At the event, she and I got to discussing everything about family, being Latina, and feeling a bit like an alien back home, but also a bit different from people here. I told her I felt like there was a life I could be living in Venezuela, and that I felt I missed out on so much already. There was so much I didn't get to see. So many things I didn't experience. From birthdays to births to deaths in my family, to simple things; getting coffee with friends at our favorite spot, weekends at the beach. I never had a first date there, never went to university in my hometown. It was surprising to find that I'd miss it, I'd spent so long imagining a different life altogether, but it turns out I did.
She was adamant about the fact that I had chosen right. She understood where I was coming from, she said. She'd spent some time considering her choices, just like I had. But then she pointed out a very singular, key difference: it was one thing to visit where you’re from, a place you once left, enjoy all the things about it that made you miss it. Spend time with family, rejoice in each other’s company. But it is another thing to live with them, to spend your lives with them. As much as I’d missed them, they each had their own lives to live, she said. Something to go back to: relationships, routines, jobs, different purposes. In this context, a visit is different from everyday life.
Back then I thought she may be right, if a bit harsh, a bit direct, something I wasn’t too used to from someone I’d just met. But by the end of that conversation, having told her how I’d been waiting for my residence permit, frozen in time, she hugged me and said it would come. She told me I’d made the right choice. That it would happen. And a few months later in October, it did.
Looking back I know she was a sign, embodied. A way of the world to tell me that I’d chosen right. I needed a push, needed to hear from someone like me that it could work, that my dream of continuing life abroad didn’t mean that I shunned the life I had at home.
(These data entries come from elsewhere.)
use std::sync::Arc;
use std::time::Instant;

use parking_lot::Mutex;
use tracing::debug;

use crate::messages::{BatteryState, OccupancyGrid, PatrolAction, Pose, Twist};
use crate::telemetry::distance::DistanceTracker;
use crate::telemetry::motion::MotionState;

/// Mission phase set by the command router when it accepts a patrol
/// verb.
#[derive(Debug, Clone, Copy, PartialEq, Eq)]
pub enum PatrolStatus {
    Idle,
    SinglePatrol,
    RepeatPatrol,
    Returning,
    Stopped,
}

impl PatrolStatus {
    pub fn label(&self) -> &'static str {
        match self {
            PatrolStatus::Idle => "Idle",
            PatrolStatus::SinglePatrol => "Single patrol",
            PatrolStatus::RepeatPatrol => "Repeat patrol",
            PatrolStatus::Returning => "Returning",
            PatrolStatus::Stopped => "Stopped",
        }
    }
}

impl From<PatrolAction> for PatrolStatus {
    fn from(action: PatrolAction) -> Self {
        match action {
            PatrolAction::Single => PatrolStatus::SinglePatrol,
            PatrolAction::Repeat => PatrolStatus::RepeatPatrol,
            PatrolAction::Return => PatrolStatus::Returning,
            PatrolAction::Stop => PatrolStatus::Stopped,
        }
    }
}

/// The single status slot shared by both writers: patrol commands and
/// motion reclassification. Last writer wins, matching the one status
/// badge the dashboard shows.
#[derive(Debug, Clone, Copy, PartialEq, Eq)]
pub enum StatusLabel {
    Patrol(PatrolStatus),
    Motion(MotionState),
}

impl StatusLabel {
    pub fn text(&self) -> &'static str {
        match self {
            StatusLabel::Patrol(status) => status.label(),
            StatusLabel::Motion(state) => state.label(),
        }
    }
}

impl Default for StatusLabel {
    fn default() -> Self {
        StatusLabel::Patrol(PatrolStatus::Idle)
    }
}

/// Latest-wins cache of robot telemetry plus derived display state.
///
/// Writers are the bus pump tasks and the command router; readers are
/// session loops taking snapshots. Each field carries its own lock so a
/// busy telemetry stream never stalls an unrelated one. Readers may see
/// fields from slightly different instants; the broadcast contract does
/// not require a cross-field atomic view.
#[derive(Debug, Default)]
pub struct RobotState {
    pose: Mutex<Option<Pose>>,
    map: Mutex<Option<Arc<OccupancyGrid>>>,
    battery: Mutex<Option<BatteryState>>,
    motion: Mutex<MotionState>,
    status: Mutex<StatusLabel>,
    distance: Mutex<DistanceTracker>,
    patrol_started: Mutex<Option<Instant>>,
}

impl RobotState {
    pub fn new() -> Self {
        Self::default()
    }

    /// Record a pose fix and feed the odometer.
    pub fn update_pose(&self, pose: Pose) {
        self.distance.lock().observe(pose.position.x, pose.position.y);
        *self.pose.lock() = Some(pose);
    }

    /// Record a map sample. Grids whose payload length disagrees with
    /// the declared dimensions are dropped here so raster code never
    /// sees them.
    pub fn update_map(&self, grid: OccupancyGrid) {
        if !grid.is_well_formed() {
            debug!(
                width = grid.width,
                height = grid.height,
                cells = grid.data.len(),
                "dropping malformed occupancy grid"
            );
            return;
        }
        *self.map.lock() = Some(Arc::new(grid));
    }

    pub fn update_battery(&self, battery: BatteryState) {
        *self.battery.lock() = Some(battery);
    }

    /// Reclassify motion from an echoed velocity sample.
    ///
    /// Returns the new state when it changed so the caller can push the
    /// fresh label to sessions without waiting for the next tick.
    pub fn update_velocity(&self, velocity: Twist) -> Option<MotionState> {
        let next = MotionState::classify(velocity.linear.x, velocity.angular.z);
        {
            let mut motion = self.motion.lock();
            if *motion == next {
                return None;
            }
            *motion = next;
        }
        *self.status.lock() = StatusLabel::Motion(next);
        Some(next)
    }

    /// Apply an accepted patrol verb: distance bookkeeping, patrol
    /// timer, status label. Returns the label text to broadcast.
    pub fn apply_patrol(&self, action: PatrolAction) -> &'static str {
        if action.starts_run() {
            self.distance.lock().reset();
            *self.patrol_started.lock() = Some(Instant::now());
        } else {
            self.distance.lock().freeze();
            *self.patrol_started.lock() = None;
        }
        let status = StatusLabel::Patrol(action.into());
        *self.status.lock() = status;
        status.text()
    }

    pub fn status_text(&self) -> &'static str {
        self.status.lock().text()
    }

    /// Point-in-time view for one broadcast tick.
    pub fn snapshot(&self) -> TelemetrySnapshot {
        TelemetrySnapshot {
            pose: *self.pose.lock(),
            map: self.map.lock().clone(),
            battery: *self.battery.lock(),
            distance_m: self.distance.lock().total_m(),
            patrol_min: self
                .patrol_started
                .lock()
                .map_or(0.0, |started| started.elapsed().as_secs_f64() / 60.0),
            status: self.status.lock().text(),
        }
    }
}

/// One tick's view of the cache.
#[derive(Debug, Clone)]
pub struct TelemetrySnapshot {
    pub pose: Option<Pose>,
    pub map: Option<Arc<OccupancyGrid>>,
    pub battery: Option<BatteryState>,
    pub distance_m: f64,
    /// Minutes since the current patrol run started, 0 when idle.
    pub patrol_min: f64,
    pub status: &'static str,
}

#[cfg(test)]
mod tests {
    use super::*;
    use approx::assert_relative_eq;

    #[test]
    fn test_snapshot_before_any_sample() {
        let state = RobotState::new();
        let snap = state.snapshot();
        assert!(snap.pose.is_none());
        assert!(snap.map.is_none());
        assert!(snap.battery.is_none());
        assert_relative_eq!(snap.distance_m, 0.0);
        assert_relative_eq!(snap.patrol_min, 0.0);
        assert_eq!(snap.status, "Idle");
    }

    #[test]
    fn test_pose_feeds_odometer() {
        let state = RobotState::new();
        state.update_pose(Pose::new(0.0, 0.0));
        state.update_pose(Pose::new(3.0, 4.0));
        let snap = state.snapshot();
        assert_relative_eq!(snap.distance_m, 5.0);
        assert_relative_eq!(snap.pose.unwrap().position.x, 3.0);
    }

    #[test]
    fn test_patrol_start_resets_distance_mid_run() {
        let state = RobotState::new();
        state.update_pose(Pose::new(0.0, 0.0));
        state.update_pose(Pose::new(2.0, 0.0));
        assert_eq!(state.apply_patrol(PatrolAction::Single), "Single patrol");
        assert_relative_eq!(state.snapshot().distance_m, 0.0);
        assert!(state.snapshot().patrol_min >= 0.0);

        state.update_pose(Pose::new(2.0, 1.0));
        assert_relative_eq!(state.snapshot().distance_m, 1.0);
    }

    #[test]
    fn test_stop_freezes_broadcast_distance() {
        let state = RobotState::new();
        state.update_pose(Pose::new(0.0, 0.0));
        state.update_pose(Pose::new(1.0, 0.0));
        assert_eq!(state.apply_patrol(PatrolAction::Stop), "Stopped");
        state.update_pose(Pose::new(7.0, 0.0));
        assert_relative_eq!(state.snapshot().distance_m, 1.0);
        assert_relative_eq!(state.snapshot().patrol_min, 0.0);
    }

    #[test]
    fn test_velocity_transition_fires_once() {
        let state = RobotState::new();
        assert_eq!(
            state.update_velocity(Twist::new(0.4, 0.0)),
            Some(MotionState::MovingForward)
        );
        assert_eq!(state.update_velocity(Twist::new(0.5, 0.0)), None);
        assert_eq!(
            state.update_velocity(Twist::zero()),
            Some(MotionState::Stopped)
        );
        assert_eq!(state.status_text(), "Stopped");
    }

    #[test]
    fn test_status_last_writer_wins() {
        let state = RobotState::new();
        state.apply_patrol(PatrolAction::Repeat);
        assert_eq!(state.status_text(), "Repeat patrol");
        state.update_velocity(Twist::new(0.4, 0.0));
        assert_eq!(state.status_text(), "Moving forward");
        state.apply_patrol(PatrolAction::Return);
        assert_eq!(state.status_text(), "Returning");
    }

    #[test]
    fn test_malformed_grid_dropped() {
        let state = RobotState::new();
        state.update_map(OccupancyGrid::new(4, 4, 0.05, vec![0; 3]));
        assert!(state.snapshot().map.is_none());

        state.update_map(OccupancyGrid::new(2, 1, 0.05, vec![0, -1]));
        assert!(state.snapshot().map.is_some());
    }
}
It was just different. That two worlds could coexist without one taking preference over another. There would always be things I miss from home, and I’m lucky to be able to say that and truly mean it. But there would always be things to miss from my life there, too.
Now it’s January, and I’ve been staying in my childhood room, one I only spent a couple of years in before I moved to a second home with my mom. Here, the house remains largely the same: my dad lives here with his wife, my sister lives in the room next to mine. I can still sit in the terrace that overlooks the city, mountains blanketed with clouds, where the sun rises and sets at the same time every day, all year. I have three weeks of the sunshine, blasting 30 degree heat left, and then I’m back to the life where I wear coats until April, five hours ahead, where seasons change and I am another twenty-something in Amsterdam, in a flutter from one thing to the next.
Being home isn’t about the next best thing, not for me. It’s a suspension, really: time freeze-frames in a good way, and I taste all those flavors I’d missed, look at the mountains every day, feel the sun on my face. I reconcile with a reality where there’s two of me, two lives that intertwine a few times a year, and this time I don’t feel as split. In this world, both of us can coexist.